Waardenburg syndrome (WS) is an autosomal-dominant neural crest cell disorder phenotypically characterized by hearing impairment and disturbance of pigmentation. A presence of dystopia canthorum is indicative of WS type 1, caused by loss of function mutation in the PAX3 gene. In contrast, type 2 WS (WS2) is characterized by normally placed medial canthi and is genetically heterogeneous; mutations in MITF (microphthalmia associated transcription factor) associated with WS2 have been identified in some but not all affected families. Here, we report on a three-generation Indian family with a point mutation in the MITF gene causing WS2. This mutation, initially reported in a Northern European family, creates a stop codon in exon 7 and is predicted to result in a truncated protein lacking the HLH-Zip or Zip structure necessary for normal interaction with its target DNA motif. Comparison of the phenotype between the two families demonstrates a significant difference in pigmentary disturbance of the eye. This family, with the first documented case of two unrelated WS2 families harboring identical mutations, provides additional evidence for the importance of genetic background on the clinical phenotype.
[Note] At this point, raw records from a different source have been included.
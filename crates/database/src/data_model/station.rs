use async_trait::async_trait;
use chrono::{DateTime, Local};
use model::{
    station::{OperatingHours, Station},
    WithId,
};
use sqlx::{prelude::FromRow, types::Json};
use transport_queue::database::{Result, StationRepo};
use utility::id::Id;

use crate::{
    queries::{
        station::{get, get_all, insert, lock, update},
        to_unsigned,
    },
    PgDatabaseAutocommit, PgDatabaseTransaction,
};

use super::DatabaseRow;

#[derive(Debug, Clone, FromRow)]
pub struct StationRow {
    pub id: String,
    pub name: String,
    pub address: String,
    pub city: String,
    pub capacity: i32,
    pub operating_hours: Json<OperatingHours>,
    pub is_active: bool,
    pub created_at: DateTime<Local>,
}

impl DatabaseRow for StationRow {
    type Model = Station;

    fn get_id(&self) -> Id<Self::Model> {
        Id::new(self.id.clone())
    }

    fn to_model(self) -> Result<Self::Model> {
        Ok(Station {
            name: self.name,
            address: self.address,
            city: self.city,
            capacity: to_unsigned("capacity", self.capacity)?,
            operating_hours: self.operating_hours.0,
            is_active: self.is_active,
            created_at: self.created_at,
        })
    }

    fn from_model(station: WithId<Station>) -> Self {
        Self {
            id: station.id.raw(),
            name: station.content.name,
            address: station.content.address,
            city: station.content.city,
            capacity: i32::try_from(station.content.capacity).unwrap_or(i32::MAX),
            operating_hours: Json(station.content.operating_hours),
            is_active: station.content.is_active,
            created_at: station.content.created_at,
        }
    }
}

#[async_trait]
impl StationRepo for PgDatabaseAutocommit {
    async fn insert_station(&mut self, station: WithId<Station>) -> Result<WithId<Station>> {
        insert(&self.pool, station).await
    }

    async fn get_station(&mut self, id: &Id<Station>) -> Result<WithId<Station>> {
        get(&self.pool, id).await
    }

    async fn get_stations(&mut self) -> Result<Vec<WithId<Station>>> {
        get_all(&self.pool).await
    }

    async fn update_station(&mut self, station: WithId<Station>) -> Result<WithId<Station>> {
        update(&self.pool, station).await
    }

    async fn lock_station(&mut self, id: &Id<Station>) -> Result<WithId<Station>> {
        // outside of a transaction the lock ends with the statement
        get(&self.pool, id).await
    }
}

#[async_trait]
impl<'a> StationRepo for PgDatabaseTransaction<'a> {
    async fn insert_station(&mut self, station: WithId<Station>) -> Result<WithId<Station>> {
        insert(&mut *self.tx, station).await
    }

    async fn get_station(&mut self, id: &Id<Station>) -> Result<WithId<Station>> {
        get(&mut *self.tx, id).await
    }

    async fn get_stations(&mut self) -> Result<Vec<WithId<Station>>> {
        get_all(&mut *self.tx).await
    }

    async fn update_station(&mut self, station: WithId<Station>) -> Result<WithId<Station>> {
        update(&mut *self.tx, station).await
    }

    async fn lock_station(&mut self, id: &Id<Station>) -> Result<WithId<Station>> {
        lock(&mut *self.tx, id).await
    }
}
瓦登伯革氏综合征(WS)是一种常染色体显性神经嵴细胞疾病,其表型特征为听力障碍和色素沉着紊乱。内眦异位的存在提示为1型WS,由PAX3基因功能丧失性突变引起。相比之下,2型WS(WS2)的特征是内眦位置正常且具有遗传异质性;在部分但并非所有受影响家族中已鉴定出与WS2相关的小眼相关转录因子(MITF)突变。在此,我们报告一个印度三代家族,其MITF基因存在点突变导致WS2。该突变最初在一个北欧家族中报道,在第7外显子中产生一个终止密码子,预计会导致一种截短的蛋白质,该蛋白质缺乏与其靶DNA基序正常相互作用所需的HLH-Zip或Zip结构。两个家族之间的表型比较显示眼部色素沉着紊乱存在显著差异。这个家族是首个记录在案的两个不相关WS2家族携带相同突变的案例,为遗传背景对临床表型的重要性提供了额外证据。